Уроки французского

«Маска» начинается с Мариинки

«Пеллеас и Мелизанда». Фотограф — Валентин Барановский / Мариинский театр

В Москве стартовала оперная программа 19-го Национального театрального фестиваля «Золотая маска». Первыми как всегда выступили гости из северной столицы.

Если все прошлые годы «Маска» пыталась провести свои мероприятия в три — четыре недели, а почти никогда не вписывающийся в этот график Мариинский театр со своими вечно попадающими в афишу фестиваля спектаклями приезжал в Москву сильно загодя, что позиционировалось как спецпроект «Маски» «Премьеры Мариинского театра в Москве», то на этот раз изворачиваться и хитрить не стали вовсе. Попросту фестиваль растянули во времени более чем до двух с половиной месяцев. Правда, при этом специальный титул для мариинских спектаклей никуда не делся. Впрочем, всё это несущественные детали организационного порядка.

Главное, что Москва увидела сразу два спектакля, подготовленных командой Валерия Гергиева.

Сам маэстро появился за пультом только в первый вечер, после которого он слетал со своим театром в Казань, где представил на Шаляпинском фестивале жутко раритетного «Дон Кихота» Жюля Массне. Подарок более чем уместный, поскольку опера самая что ни на есть шаляпинская — и писалась для великого баса, и так до сих пор равновеликого исполнителя на главную партию, способного вытянуть на себе всю не самую гениальную оперу, по мнению многих, не обретшая.

В этом году мариинцы представляют на «Маске» исключительно французскую оперу

— и такой интерес Гериев и его театр демонстрируют уже не один сезон: сегодня далеко не только «Кармен» в репертуаре Мариинки, но и оперы Берлиоза, Равеля, Сен-Санса, Оффенбаха, Дебюсси.

«Пеллеас и Мелизанда». Фотограф — Валентин Барановский / Мариинский театр

Оба названия, представленных в Москве, — «Пеллеас и Мелизанда» и «Сказки Гофмана» — не слишком часто появляются в афишах российских театров, хотя, как по заказу, в настоящее время обе они в репертуаре московского Театра Станиславского. И потому не случайно параллели и сравнения напрашиваются сами собой. Увы, в обоих случаях эти сравнения не в пользу гостей из Петербурга — даже при том, что музыкальная сторона спектаклей вопросов не вызывает никаких.

Но что касается собственно театральной стороны дела, то тут сомнений очень много.

«Пеллеас и Мелизанда» Клода Дебюсси — опера импрессионистическая. Как и нечёткие штрихи на полотнах художников того же направления ее музыку можно уподобить ряби на поверхности озера: вот, вроде бы и отражение окрестных берегов со строеньицами и перелесками, вот и солнышко, садящееся за горизонт, однако ж, всё какое-то неконкретное, неясное, призрачное, ускользающее. Такая неверная, «дымчатая» музыка требует такого же сценического решения — без конкретики, полунамёками, аллегориями и символами.

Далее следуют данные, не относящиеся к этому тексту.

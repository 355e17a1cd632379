use once_cell::sync::Lazy;
use regex::Regex;

use crate::{CoreError, CoreResult};

static EMAIL_RE: Lazy<Regex> =
    Lazy::new(|| Regex::new(r"^[^\s@]+@[^\s@]+\.[^\s@]+$").expect("email pattern is valid"));

static PHONE_RE: Lazy<Regex> =
    Lazy::new(|| Regex::new(r"^[0-9]{10}$").expect("phone pattern is valid"));

pub fn is_valid_email(email: &str) -> bool {
    EMAIL_RE.is_match(email)
}

/// Exactly ten ASCII digits, no separators or country prefix.
pub fn is_valid_phone(phone: &str) -> bool {
    PHONE_RE.is_match(phone)
}

/// Parses the age field of the passenger form. Empty input clears the age.
pub fn parse_age(input: &str) -> CoreResult<Option<u8>> {
    let trimmed = input.trim();
    if trimmed.is_empty() {
        return Ok(None);
    }

    match trimmed.parse::<u8>() {
        Ok(age) if (1..=120).contains(&age) => Ok(Some(age)),
        _ => Err(CoreError::ValidationError(format!(
            "Age must be a whole number between 1 and 120, got '{}'",
            trimmed
        ))),
    }
}
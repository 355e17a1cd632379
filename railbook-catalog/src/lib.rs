pub mod trains;
pub mod locations;
pub mod profile;
pub mod search;
pub mod pricing;

pub use trains::{find_train, require_train, trains};
pub use locations::{locations, popular_routes, suggest_locations, PopularRoute};
pub use profile::{journeys, past_journeys, upcoming_journeys, user_profile, Journey, JourneyStatus, ProfileTab, UserProfile};
pub use search::search_trains;
pub use pricing::{FareBreakdown, FarePricing};

#[derive(Debug, thiserror::Error)]
pub enum CatalogError {
    #[error("Train not found: {0}")]
    TrainNotFound(String),
}

pub type CatalogResult<T> = Result<T, CatalogError>;
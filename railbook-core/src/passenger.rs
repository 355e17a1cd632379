use railbook_shared::Masked;
use serde::{Deserialize, Serialize};

#[derive(Debug, Clone, Copy, Default, Serialize, Deserialize, PartialEq, Eq)]
pub enum Gender {
    #[default]
    Male,
    Female,
}

/// One traveller on a booking. A blank record has no name and no age;
/// the wizard refuses to leave the passenger step until both are filled.
#[derive(Debug, Clone, Default, Serialize, Deserialize, PartialEq, Eq)]
pub struct Passenger {
    pub name: String,
    pub age: Option<u8>,
    pub gender: Gender,
}

impl Passenger {
    pub fn blank() -> Self {
        Self::default()
    }

    pub fn is_complete(&self) -> bool {
        !self.name.trim().is_empty() && self.age.is_some()
    }
}

/// Contact details for the ticket. Both fields are masked in debug output.
#[derive(Debug, Clone, Default, Serialize, Deserialize, PartialEq, Eq)]
pub struct ContactInfo {
    pub email: Masked<String>,
    pub phone: Masked<String>,
}

impl ContactInfo {
    pub fn new(email: impl Into<String>, phone: impl Into<String>) -> Self {
        Self {
            email: Masked::new(email.into()),
            phone: Masked::new(phone.into()),
        }
    }
}
pub mod models;
pub mod wizard;
pub mod settlement;
pub mod manager;

pub use models::{Confirmation, ContactUpdate, Notice, PassengerUpdate, Retreat, Step};
pub use wizard::{BookingError, BookingResult, BookingSession};
pub use settlement::{generate_booking_id, PaymentSimulator};
pub use manager::{SessionManager, DEFAULT_SESSION_TTL_SECS};
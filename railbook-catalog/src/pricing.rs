use railbook_shared::Rupees;
use serde::{Deserialize, Serialize};

/// Flat per-passenger service fee added on top of the fare.
pub const DEFAULT_SERVICE_FEE: Rupees = Rupees(30);

#[derive(Debug, Clone, Copy, Serialize, Deserialize, PartialEq, Eq)]
pub struct FarePricing {
    pub service_fee: Rupees,
}

impl Default for FarePricing {
    fn default() -> Self {
        Self { service_fee: DEFAULT_SERVICE_FEE }
    }
}

/// Itemised price shown on the payment and confirmation steps
#[derive(Debug, Clone, Copy, Serialize, Deserialize, PartialEq, Eq)]
pub struct FareBreakdown {
    pub unit_price: Rupees,
    pub passengers: u32,
    pub base_fare: Rupees,
    pub service_fee: Rupees,
    pub total: Rupees,
}

impl FarePricing {
    pub fn new(service_fee: Rupees) -> Self {
        Self { service_fee }
    }

    /// `passengers × unit_price + passengers × service_fee`
    pub fn compute_total(&self, unit_price: Rupees, passengers: u32) -> Rupees {
        self.breakdown(unit_price, passengers).total
    }

    pub fn breakdown(&self, unit_price: Rupees, passengers: u32) -> FareBreakdown {
        let base_fare = unit_price * passengers;
        let service_fee = self.service_fee * passengers;
        FareBreakdown {
            unit_price,
            passengers,
            base_fare,
            service_fee,
            total: base_fare + service_fee,
        }
    }
}

#[cfg(test)]
mod tests {
    use super::*;

    #[test]
    fn test_total_for_every_party_size() {
        let pricing = FarePricing::default();
        for n in 1..=6u32 {
            assert_eq!(pricing.compute_total(Rupees(1255), n), Rupees(1255 * n + 30 * n));
        }
    }

    #[test]
    fn test_single_passenger_breakdown() {
        let breakdown = FarePricing::default().breakdown(Rupees(1255), 1);
        assert_eq!(breakdown.base_fare, Rupees(1255));
        assert_eq!(breakdown.service_fee, Rupees(30));
        assert_eq!(breakdown.total, Rupees(1285));
    }
}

У Даниэла Креймера, создавшего своего «Пеллеаса» для мариинской сцены, с иносказанием не получилось вовсе.

Мир его «Пеллеса» более чем конкретный и при этом скучный и малопривлекательный. Непонятного происхождения мутно-сизое производственное помещение — единственная декорация на весь спектакль — утомляет как своей «реалистичностью», так и однообразием. Конкретность убивает поэзию, строй этой музыки — и поделка Креймера тому яркое подтверждение.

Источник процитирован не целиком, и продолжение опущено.